[Dataset records]
== Segment start ==

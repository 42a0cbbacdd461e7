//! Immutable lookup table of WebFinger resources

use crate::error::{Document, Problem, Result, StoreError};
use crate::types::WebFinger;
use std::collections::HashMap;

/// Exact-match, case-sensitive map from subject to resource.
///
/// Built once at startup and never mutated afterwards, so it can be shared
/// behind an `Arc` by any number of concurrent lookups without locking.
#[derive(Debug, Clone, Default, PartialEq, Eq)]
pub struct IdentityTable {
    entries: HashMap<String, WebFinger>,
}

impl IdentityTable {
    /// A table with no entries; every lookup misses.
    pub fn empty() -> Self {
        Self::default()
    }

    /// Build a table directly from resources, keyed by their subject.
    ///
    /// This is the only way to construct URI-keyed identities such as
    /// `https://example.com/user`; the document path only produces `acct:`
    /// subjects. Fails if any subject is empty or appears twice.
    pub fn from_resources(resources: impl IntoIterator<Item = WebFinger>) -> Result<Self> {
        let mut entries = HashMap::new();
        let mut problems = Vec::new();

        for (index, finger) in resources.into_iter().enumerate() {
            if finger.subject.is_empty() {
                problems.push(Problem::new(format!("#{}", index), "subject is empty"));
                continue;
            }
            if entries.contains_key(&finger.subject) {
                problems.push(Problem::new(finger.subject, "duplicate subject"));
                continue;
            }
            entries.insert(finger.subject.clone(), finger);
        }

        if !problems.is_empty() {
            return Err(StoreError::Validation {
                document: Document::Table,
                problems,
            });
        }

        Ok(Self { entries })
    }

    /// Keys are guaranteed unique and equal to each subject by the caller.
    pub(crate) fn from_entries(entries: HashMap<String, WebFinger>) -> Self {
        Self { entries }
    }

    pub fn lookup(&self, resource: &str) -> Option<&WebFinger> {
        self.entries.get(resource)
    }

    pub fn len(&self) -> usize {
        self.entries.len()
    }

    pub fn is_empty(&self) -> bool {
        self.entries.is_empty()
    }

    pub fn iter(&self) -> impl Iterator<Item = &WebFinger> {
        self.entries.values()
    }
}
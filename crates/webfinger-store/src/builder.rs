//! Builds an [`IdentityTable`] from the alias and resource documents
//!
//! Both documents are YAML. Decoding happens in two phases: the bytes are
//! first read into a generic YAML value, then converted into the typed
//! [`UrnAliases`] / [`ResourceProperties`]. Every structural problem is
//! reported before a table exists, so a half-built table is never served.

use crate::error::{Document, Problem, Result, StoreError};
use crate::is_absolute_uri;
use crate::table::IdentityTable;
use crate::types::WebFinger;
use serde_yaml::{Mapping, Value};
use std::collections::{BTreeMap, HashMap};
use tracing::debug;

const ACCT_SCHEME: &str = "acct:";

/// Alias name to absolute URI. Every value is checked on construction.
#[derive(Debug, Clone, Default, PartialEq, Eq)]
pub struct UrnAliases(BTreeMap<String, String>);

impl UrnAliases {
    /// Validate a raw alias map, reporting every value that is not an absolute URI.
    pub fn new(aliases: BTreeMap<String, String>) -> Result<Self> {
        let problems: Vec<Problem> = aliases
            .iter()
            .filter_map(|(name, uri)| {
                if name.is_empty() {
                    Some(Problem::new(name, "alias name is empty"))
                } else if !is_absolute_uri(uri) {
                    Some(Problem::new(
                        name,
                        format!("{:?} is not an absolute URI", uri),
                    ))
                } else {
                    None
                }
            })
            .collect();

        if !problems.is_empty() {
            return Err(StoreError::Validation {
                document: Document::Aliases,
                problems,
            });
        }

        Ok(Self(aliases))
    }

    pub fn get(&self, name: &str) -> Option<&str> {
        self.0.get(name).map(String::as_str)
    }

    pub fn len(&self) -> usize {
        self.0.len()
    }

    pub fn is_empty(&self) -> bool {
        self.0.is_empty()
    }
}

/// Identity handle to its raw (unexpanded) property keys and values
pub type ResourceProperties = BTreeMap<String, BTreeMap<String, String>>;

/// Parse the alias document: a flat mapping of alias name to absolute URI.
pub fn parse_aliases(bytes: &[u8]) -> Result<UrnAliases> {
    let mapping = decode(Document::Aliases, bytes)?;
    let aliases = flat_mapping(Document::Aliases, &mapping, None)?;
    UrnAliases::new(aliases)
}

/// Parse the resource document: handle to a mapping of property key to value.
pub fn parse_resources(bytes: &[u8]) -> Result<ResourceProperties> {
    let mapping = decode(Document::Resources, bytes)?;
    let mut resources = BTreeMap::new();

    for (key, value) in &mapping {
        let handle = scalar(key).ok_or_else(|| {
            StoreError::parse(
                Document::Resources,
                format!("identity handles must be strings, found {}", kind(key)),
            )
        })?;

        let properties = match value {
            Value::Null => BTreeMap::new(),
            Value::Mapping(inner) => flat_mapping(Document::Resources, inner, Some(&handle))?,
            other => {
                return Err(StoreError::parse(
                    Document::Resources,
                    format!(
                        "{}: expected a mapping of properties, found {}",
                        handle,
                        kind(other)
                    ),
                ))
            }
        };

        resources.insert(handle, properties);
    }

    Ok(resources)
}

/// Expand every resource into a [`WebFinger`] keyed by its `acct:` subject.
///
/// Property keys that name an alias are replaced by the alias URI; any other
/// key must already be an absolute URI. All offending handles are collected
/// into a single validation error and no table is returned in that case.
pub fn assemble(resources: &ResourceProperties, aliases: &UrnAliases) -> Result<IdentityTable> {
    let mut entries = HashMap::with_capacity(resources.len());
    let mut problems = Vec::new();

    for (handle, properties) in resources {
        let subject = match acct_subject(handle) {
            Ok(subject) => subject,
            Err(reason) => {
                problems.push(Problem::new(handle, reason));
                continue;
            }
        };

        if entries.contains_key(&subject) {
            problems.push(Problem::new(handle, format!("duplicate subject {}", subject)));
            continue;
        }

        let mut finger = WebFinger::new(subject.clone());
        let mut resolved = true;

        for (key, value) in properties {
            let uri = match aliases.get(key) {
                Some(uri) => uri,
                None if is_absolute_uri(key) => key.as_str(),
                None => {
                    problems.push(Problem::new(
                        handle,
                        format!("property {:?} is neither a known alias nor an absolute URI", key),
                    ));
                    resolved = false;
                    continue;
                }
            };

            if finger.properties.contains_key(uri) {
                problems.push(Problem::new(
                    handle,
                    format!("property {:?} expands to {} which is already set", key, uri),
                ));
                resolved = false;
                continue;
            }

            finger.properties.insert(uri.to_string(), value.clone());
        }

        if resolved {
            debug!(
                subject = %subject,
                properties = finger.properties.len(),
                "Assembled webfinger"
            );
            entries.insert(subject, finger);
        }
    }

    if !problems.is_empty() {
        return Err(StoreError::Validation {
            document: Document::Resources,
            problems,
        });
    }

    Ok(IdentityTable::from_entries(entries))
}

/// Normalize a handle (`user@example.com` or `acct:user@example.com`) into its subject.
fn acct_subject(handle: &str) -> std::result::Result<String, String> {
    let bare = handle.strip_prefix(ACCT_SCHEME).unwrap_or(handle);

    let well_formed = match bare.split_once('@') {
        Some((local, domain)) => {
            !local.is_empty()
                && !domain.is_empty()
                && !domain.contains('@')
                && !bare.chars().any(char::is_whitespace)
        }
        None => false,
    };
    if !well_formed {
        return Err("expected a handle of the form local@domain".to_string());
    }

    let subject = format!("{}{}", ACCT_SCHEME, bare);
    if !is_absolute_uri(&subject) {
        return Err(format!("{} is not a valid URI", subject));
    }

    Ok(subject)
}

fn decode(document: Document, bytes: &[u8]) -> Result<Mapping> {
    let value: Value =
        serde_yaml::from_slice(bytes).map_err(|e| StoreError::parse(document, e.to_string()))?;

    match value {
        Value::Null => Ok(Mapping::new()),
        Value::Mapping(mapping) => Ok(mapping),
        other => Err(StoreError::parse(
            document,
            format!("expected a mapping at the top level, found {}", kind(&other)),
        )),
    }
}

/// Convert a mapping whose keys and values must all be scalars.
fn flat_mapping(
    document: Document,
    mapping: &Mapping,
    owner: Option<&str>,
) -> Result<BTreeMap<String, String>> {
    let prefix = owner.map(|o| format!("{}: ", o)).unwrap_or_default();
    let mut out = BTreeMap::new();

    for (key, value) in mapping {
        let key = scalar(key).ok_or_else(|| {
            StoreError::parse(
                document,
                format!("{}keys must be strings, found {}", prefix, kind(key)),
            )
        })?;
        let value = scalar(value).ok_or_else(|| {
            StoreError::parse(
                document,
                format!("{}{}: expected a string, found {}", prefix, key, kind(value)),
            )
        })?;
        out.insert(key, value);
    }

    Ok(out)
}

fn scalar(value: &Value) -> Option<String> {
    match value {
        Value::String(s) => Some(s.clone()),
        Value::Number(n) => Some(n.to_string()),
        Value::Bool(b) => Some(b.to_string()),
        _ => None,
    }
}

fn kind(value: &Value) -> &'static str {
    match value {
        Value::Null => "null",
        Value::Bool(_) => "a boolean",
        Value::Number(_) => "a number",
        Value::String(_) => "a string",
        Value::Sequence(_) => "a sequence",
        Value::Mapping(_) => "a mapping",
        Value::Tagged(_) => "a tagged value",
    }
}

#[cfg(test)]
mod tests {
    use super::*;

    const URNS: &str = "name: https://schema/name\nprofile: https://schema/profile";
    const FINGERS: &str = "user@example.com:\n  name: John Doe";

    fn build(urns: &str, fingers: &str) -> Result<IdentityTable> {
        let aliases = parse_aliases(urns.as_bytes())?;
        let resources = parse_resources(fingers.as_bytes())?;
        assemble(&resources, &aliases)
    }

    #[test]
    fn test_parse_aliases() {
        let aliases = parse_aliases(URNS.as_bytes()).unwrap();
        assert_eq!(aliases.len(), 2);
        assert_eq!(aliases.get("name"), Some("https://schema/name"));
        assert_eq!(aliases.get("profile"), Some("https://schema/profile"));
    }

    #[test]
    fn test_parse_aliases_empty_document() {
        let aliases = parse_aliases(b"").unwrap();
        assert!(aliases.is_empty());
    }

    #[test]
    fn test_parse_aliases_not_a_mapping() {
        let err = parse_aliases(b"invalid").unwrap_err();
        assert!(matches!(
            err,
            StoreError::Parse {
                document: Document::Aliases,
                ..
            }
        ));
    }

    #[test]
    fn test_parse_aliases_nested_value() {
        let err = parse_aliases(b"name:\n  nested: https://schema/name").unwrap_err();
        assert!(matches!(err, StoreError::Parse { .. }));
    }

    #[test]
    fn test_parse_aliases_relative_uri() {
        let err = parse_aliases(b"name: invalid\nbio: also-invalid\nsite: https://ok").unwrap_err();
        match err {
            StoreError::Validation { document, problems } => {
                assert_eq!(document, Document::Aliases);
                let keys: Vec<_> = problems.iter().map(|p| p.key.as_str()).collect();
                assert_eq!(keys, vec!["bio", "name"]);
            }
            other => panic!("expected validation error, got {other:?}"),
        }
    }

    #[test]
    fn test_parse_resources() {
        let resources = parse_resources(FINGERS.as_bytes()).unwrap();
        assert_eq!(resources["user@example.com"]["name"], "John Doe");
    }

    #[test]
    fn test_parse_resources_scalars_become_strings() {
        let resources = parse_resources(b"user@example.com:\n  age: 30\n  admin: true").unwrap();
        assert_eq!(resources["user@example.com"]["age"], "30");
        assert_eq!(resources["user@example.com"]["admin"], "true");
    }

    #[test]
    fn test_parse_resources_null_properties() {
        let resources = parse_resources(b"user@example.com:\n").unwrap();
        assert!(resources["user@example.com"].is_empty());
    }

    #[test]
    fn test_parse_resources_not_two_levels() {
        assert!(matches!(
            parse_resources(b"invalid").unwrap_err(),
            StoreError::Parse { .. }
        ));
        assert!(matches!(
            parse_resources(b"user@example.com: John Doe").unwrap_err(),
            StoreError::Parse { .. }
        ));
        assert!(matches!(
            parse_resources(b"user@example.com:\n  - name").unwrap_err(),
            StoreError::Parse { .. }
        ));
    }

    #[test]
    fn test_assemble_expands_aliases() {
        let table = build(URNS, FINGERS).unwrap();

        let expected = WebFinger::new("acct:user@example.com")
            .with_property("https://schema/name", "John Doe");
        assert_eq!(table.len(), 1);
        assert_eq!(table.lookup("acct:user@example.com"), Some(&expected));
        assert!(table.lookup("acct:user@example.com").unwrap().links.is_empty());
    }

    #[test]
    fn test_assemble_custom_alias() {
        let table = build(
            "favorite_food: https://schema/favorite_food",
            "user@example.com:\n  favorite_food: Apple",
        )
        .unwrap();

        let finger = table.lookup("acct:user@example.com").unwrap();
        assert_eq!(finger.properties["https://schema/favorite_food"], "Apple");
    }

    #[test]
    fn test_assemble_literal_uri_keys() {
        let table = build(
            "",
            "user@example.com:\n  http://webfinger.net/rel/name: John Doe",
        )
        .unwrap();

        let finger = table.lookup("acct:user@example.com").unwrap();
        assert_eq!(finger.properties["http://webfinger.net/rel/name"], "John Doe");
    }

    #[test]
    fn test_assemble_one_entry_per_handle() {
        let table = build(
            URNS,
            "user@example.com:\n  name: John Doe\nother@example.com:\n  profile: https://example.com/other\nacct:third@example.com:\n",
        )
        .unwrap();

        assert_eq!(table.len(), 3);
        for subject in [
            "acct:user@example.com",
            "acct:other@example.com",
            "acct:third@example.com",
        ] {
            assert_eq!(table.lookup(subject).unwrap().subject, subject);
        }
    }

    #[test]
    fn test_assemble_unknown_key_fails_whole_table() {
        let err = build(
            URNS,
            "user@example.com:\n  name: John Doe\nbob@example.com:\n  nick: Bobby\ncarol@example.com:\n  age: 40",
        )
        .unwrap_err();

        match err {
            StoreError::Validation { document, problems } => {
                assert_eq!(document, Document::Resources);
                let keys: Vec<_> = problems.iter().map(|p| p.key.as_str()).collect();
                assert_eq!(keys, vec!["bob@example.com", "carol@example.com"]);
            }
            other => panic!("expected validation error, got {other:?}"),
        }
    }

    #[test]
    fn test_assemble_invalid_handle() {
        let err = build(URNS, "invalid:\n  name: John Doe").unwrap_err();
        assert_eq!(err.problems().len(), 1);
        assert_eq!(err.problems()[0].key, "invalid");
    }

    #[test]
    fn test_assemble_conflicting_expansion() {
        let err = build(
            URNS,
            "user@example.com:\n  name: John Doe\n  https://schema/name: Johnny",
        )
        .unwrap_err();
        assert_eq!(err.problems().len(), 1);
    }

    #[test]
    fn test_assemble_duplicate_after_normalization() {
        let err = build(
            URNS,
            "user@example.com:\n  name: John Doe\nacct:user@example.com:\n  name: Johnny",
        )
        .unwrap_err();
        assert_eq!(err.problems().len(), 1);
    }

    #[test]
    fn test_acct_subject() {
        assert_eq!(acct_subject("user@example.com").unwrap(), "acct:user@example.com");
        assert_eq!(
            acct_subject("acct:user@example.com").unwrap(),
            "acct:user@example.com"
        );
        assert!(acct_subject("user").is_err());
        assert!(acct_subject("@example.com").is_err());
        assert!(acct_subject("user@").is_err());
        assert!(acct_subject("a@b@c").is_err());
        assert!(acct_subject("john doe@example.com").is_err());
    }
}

== Segment end ==

EXERCISE | Starting at the top of the data above, repeat every line exactly until the line containing "identities such as" has been given, then stop.

RESPONSE BELOW |
repository 42a0cbbacdd461e7
//! Immutable lookup table of WebFinger resources

use crate::error::{Document, Problem, Result, StoreError};
use crate::types::WebFinger;
use std::collections::HashMap;

/// Exact-match, case-sensitive map from subject to resource.
///
/// Built once at startup and never mutated afterwards, so it can be shared
/// behind an `Arc` by any number of concurrent lookups without locking.
#[derive(Debug, Clone, Default, PartialEq, Eq)]
pub struct IdentityTable {
    entries: HashMap<String, WebFinger>,
}

impl IdentityTable {
    /// A table with no entries; every lookup misses.
    pub fn empty() -> Self {
        Self::default()
    }

    /// Build a table directly from resources, keyed by their subject.
    ///
    /// This is the only way to construct URI-keyed identities such as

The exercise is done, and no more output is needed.